Desai discusses the potential long-term effects of mavacamten and what it could mean for a patient population with HCM.
The administration of mavacamten was found to significantly reduce eligibility for invasive septal reduction therapy (SRT) at 16 weeks in patients with obstructive hypertrophic cardiomyopathy (HCM).
The late-breaking findings were presented at The American College of Cardiology (ACC) 2022 Scientific Sessions in Washington, DC.

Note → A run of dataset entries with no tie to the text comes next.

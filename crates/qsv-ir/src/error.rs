//! Error types for the IR crate.

use crate::qubit::{ClbitId, QubitId};
use thiserror::Error;

/// Errors that can occur while building or validating a circuit.
#[derive(Debug, Error, Clone, PartialEq)]
#[non_exhaustive]
pub enum IrError {
    /// Qubit index outside the declared register.
    #[error("Qubit {qubit} not found in circuit with {num_qubits} qubits{}", format_gate_context(.gate_name))]
    QubitNotFound {
        /// The qubit that was not found.
        qubit: QubitId,
        /// Declared qubit count.
        num_qubits: u32,
        /// Optional gate name for context.
        gate_name: Option<String>,
    },

    /// Classical bit index outside the declared classical register.
    #[error("Classical bit {clbit} not found in circuit with {num_clbits} classical bits{}", format_gate_context(.gate_name))]
    ClbitNotFound {
        /// The classical bit that was not found.
        clbit: ClbitId,
        /// Declared classical bit count.
        num_clbits: u32,
        /// Optional gate name for context.
        gate_name: Option<String>,
    },

    /// Gate requires different number of qubits.
    #[error("Gate '{gate_name}' requires {expected} qubits, got {got}")]
    QubitCountMismatch {
        /// Name of the gate.
        gate_name: String,
        /// Expected number of qubits.
        expected: u32,
        /// Actual number of qubits provided.
        got: u32,
    },

    /// Duplicate qubit in operation.
    #[error("Duplicate qubit {qubit} in operation{}", format_gate_context(.gate_name))]
    DuplicateQubit {
        /// The duplicate qubit.
        qubit: QubitId,
        /// Optional gate name for context.
        gate_name: Option<String>,
    },

    /// Custom gate matrix is not unitary or has the wrong shape.
    #[error("Gate '{gate_name}' is not a valid unitary: {reason}")]
    NonUnitary {
        /// Name of the gate.
        gate_name: String,
        /// What failed.
        reason: String,
    },

    /// Malformed initial-state vector.
    #[error("Invalid initial state: {reason}")]
    InvalidState {
        /// What failed.
        reason: String,
    },
}

/// Helper function to format optional gate context.
#[allow(clippy::ref_option)]
fn format_gate_context(gate_name: &Option<String>) -> String {
    match gate_name {
        Some(name) => format!(" (gate: {name})"),
        None => String::new(),
    }
}

/// Result type for IR operations.
pub type IrResult<T> = Result<T, IrError>;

In an interview with HCPLive, principal investigator Milind Desai, MD, Cleveland Clinic, discussed what these results meant for patients with HCM and how they might transform the treamtment of the condition going forward.
He highlighted the first-in-class agent is aiming to address the unmet need of precision, not invasive medical therapies in patients with HCM. As a 16 week trial, questions remain on both maintaining efficacy long-term and any potential safety signals.
Desai additionally noted the different contingencies for patients, as in some this may delay septal reduction therapy (SRT) for a time, while others may not need any further procedures. Still, others are not candidates for the surgery due to a much higher risk.
"The last important thing is there is a large group of population on this planet who may not have access to high quality specialized invasive care," Desai said.
He went on to discuss the tremendous population with HCM being a long-term issue, as patients may be undiagnosed, underdiagnosed, or misdiagnosed without access to proper care. However, he noted that imaging is improving as is risk stratification.
Lastly, Desai noted that at 16 weeks, patients were offered SRT or to continue using mavacamten, with 95% of patients continuing medical therapy. As a result, 32-week data will aid in determining safety signals, eligibility, and guidelines.
"Science should always override narratives, you know, a randomized control trial with a difficult trial design like this is difficult to do in the context of a COVID pandemic," Desai said. "Is it impossible? No. We've shown it that you know, if we put the right minds and collective efforts behind something, we can do whatever we want."